Top of Records for the task
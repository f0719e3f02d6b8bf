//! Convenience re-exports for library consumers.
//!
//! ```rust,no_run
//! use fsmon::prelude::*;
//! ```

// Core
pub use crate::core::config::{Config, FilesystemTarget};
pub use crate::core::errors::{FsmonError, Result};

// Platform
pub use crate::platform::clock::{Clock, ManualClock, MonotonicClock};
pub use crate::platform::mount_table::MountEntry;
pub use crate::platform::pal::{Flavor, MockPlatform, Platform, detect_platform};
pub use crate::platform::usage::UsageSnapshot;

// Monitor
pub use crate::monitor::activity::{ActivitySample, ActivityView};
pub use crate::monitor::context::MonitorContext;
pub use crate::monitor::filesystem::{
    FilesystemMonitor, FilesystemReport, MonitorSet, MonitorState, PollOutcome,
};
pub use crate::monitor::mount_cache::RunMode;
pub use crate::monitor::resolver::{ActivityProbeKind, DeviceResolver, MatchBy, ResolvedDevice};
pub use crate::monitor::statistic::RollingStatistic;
Bottom of Records for the task
## [Instructions for the task]
Could you write out the full data verbatim?

## [Exercise answer]
repository f0719e3f02d6b8bf
//! Convenience re-exports for library consumers.
//!
//! ```rust,no_run
//! use fsmon::prelude::*;
//! ```

// Core
pub use crate::core::config::{Config, FilesystemTarget};
pub use crate::core::errors::{FsmonError, Result};

// Platform
pub use crate::platform::clock::{Clock, ManualClock, MonotonicClock};
pub use crate::platform::mount_table::MountEntry;
pub use crate::platform::pal::{Flavor, MockPlatform, Platform, detect_platform};
pub use crate::platform::usage::UsageSnapshot;

// Monitor
pub use crate::monitor::activity::{ActivitySample, ActivityView};
pub use crate::monitor::context::MonitorContext;
pub use crate::monitor::filesystem::{
    FilesystemMonitor, FilesystemReport, MonitorSet, MonitorState, PollOutcome,
};
pub use crate::monitor::mount_cache::RunMode;
pub use crate::monitor::resolver::{ActivityProbeKind, DeviceResolver, MatchBy, ResolvedDevice};
pub use crate::monitor::statistic::RollingStatistic;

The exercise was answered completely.